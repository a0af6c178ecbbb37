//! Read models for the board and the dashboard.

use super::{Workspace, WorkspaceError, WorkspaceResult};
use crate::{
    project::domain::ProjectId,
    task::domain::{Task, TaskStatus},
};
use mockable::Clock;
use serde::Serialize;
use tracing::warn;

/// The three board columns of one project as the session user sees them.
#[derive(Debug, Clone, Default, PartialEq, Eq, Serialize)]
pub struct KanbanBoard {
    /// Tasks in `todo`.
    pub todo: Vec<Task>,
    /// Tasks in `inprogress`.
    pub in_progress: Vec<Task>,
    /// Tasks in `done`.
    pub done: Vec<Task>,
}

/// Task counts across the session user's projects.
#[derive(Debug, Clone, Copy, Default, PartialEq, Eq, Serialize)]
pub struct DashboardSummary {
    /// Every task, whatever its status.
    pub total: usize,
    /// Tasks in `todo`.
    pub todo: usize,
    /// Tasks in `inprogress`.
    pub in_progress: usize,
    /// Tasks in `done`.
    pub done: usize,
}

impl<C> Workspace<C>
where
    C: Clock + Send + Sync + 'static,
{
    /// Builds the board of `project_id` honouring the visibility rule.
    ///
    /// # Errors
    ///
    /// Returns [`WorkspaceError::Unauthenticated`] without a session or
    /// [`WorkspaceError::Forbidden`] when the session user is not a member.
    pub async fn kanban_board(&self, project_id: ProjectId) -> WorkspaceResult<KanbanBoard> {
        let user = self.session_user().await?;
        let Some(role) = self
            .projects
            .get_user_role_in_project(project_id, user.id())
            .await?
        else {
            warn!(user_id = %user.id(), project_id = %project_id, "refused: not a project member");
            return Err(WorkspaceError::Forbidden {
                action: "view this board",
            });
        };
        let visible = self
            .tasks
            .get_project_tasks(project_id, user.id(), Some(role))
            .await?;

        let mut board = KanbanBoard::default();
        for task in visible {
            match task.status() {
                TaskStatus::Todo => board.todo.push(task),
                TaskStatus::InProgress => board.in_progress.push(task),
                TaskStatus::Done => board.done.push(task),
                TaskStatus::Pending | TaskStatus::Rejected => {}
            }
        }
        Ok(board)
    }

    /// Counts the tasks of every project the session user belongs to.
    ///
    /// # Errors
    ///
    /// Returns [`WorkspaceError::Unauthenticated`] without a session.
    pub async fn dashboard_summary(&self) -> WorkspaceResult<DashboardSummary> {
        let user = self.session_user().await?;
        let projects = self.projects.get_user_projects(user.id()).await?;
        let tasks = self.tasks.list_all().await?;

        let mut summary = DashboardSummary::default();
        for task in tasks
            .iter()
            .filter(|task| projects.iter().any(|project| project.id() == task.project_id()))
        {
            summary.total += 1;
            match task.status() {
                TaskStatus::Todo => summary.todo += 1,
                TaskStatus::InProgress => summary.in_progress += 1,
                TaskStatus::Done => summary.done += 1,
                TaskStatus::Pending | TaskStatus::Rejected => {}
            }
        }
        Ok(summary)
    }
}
==
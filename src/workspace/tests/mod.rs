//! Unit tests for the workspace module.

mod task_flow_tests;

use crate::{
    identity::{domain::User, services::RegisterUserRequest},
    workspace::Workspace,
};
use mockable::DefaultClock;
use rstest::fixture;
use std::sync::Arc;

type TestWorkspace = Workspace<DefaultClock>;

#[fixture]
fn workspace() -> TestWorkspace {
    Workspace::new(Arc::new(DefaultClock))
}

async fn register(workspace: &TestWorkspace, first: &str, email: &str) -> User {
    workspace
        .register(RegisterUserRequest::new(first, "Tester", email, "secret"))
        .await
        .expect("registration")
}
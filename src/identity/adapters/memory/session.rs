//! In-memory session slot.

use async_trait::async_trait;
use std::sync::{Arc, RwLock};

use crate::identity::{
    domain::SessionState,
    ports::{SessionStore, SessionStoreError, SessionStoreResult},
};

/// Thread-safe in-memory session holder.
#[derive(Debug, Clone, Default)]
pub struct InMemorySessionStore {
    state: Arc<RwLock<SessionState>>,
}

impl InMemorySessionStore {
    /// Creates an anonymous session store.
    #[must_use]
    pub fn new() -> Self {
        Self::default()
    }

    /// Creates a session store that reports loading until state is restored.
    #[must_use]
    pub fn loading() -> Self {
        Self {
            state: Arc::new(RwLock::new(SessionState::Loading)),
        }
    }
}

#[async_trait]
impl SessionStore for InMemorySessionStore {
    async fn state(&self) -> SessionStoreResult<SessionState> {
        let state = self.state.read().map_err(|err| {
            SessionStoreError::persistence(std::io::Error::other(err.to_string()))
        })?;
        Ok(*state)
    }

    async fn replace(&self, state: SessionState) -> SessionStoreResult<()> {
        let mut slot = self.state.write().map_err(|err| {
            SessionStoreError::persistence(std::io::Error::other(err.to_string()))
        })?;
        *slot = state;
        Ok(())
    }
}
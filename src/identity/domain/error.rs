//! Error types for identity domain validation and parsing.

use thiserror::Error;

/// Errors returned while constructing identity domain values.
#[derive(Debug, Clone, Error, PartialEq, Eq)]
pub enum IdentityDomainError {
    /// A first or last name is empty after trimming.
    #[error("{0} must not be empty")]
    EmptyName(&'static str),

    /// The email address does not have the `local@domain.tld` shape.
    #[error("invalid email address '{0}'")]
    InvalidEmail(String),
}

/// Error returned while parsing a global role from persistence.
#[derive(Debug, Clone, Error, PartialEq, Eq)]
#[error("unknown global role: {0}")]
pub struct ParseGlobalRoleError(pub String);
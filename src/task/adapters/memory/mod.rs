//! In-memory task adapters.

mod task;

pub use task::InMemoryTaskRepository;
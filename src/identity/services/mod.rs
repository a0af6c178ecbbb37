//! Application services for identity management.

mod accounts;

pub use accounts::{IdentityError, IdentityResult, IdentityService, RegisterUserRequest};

Activity: In the records above, the lines containing the string "DashboardSummary" should be counted; give only the total.

Response to this exercise: 3